### What to produce
Set down exactly the lines in the records below that run from the line with "our Error type" to the line with "JSON serialization/deserialization error", inclusive, and nothing more.

### Supplied material
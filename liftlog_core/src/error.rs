//! Error types for the liftlog_core library.

use std::io;

/// Result type alias using our Error type
pub type Result<T> = std::result::Result<T, Error>;

/// Core error type for liftlog_core operations
#[derive(Debug, thiserror::Error)]
pub enum Error {
    /// IO error occurred
    #[error("IO error: {0}")]
    Io(#[from] io::Error),

    /// JSON serialization/deserialization error
    #[error("JSON error: {0}")]
    Json(#[from] serde_json::Error),

    /// CSV error
    #[error("CSV error: {0}")]
    Csv(#[from] csv::Error),

    /// TOML parsing error
    #[error("TOML error: {0}")]
    Toml(#[from] toml::de::Error),

    /// Configuration validation error
    #[error("Configuration error: {0}")]
    Config(String),

    /// Catalog validation error
    #[error("Catalog validation error: {0}")]
    CatalogValidation(String),

    /// No phase of the program covers the requested week
    #[error("No phase covers week {week}")]
    PhaseNotFound { week: u32 },

    /// Template id is not known to the store or the catalog
    #[error("Workout template not found: {0}")]
    TemplateNotFound(String),

    /// Week number outside the range the program accepts
    #[error("Week must be between 1 and {max}, got {week}")]
    InvalidWeek { week: u32, max: u32 },

    /// Malformed exercise log input
    #[error("Invalid exercise log: {0}")]
    InvalidLog(String),

    /// Storage collaborator error
    #[error("Store error: {0}")]
    Store(String),

    /// Generic error
    #[error("{0}")]
    Other(String),
}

### Solution
/// Result type alias using our Error type
pub type Result<T> = std::result::Result<T, Error>;

/// Core error type for liftlog_core operations
#[derive(Debug, thiserror::Error)]
pub enum Error {
    /// IO error occurred
    #[error("IO error: {0}")]
    Io(#[from] io::Error),

    /// JSON serialization/deserialization error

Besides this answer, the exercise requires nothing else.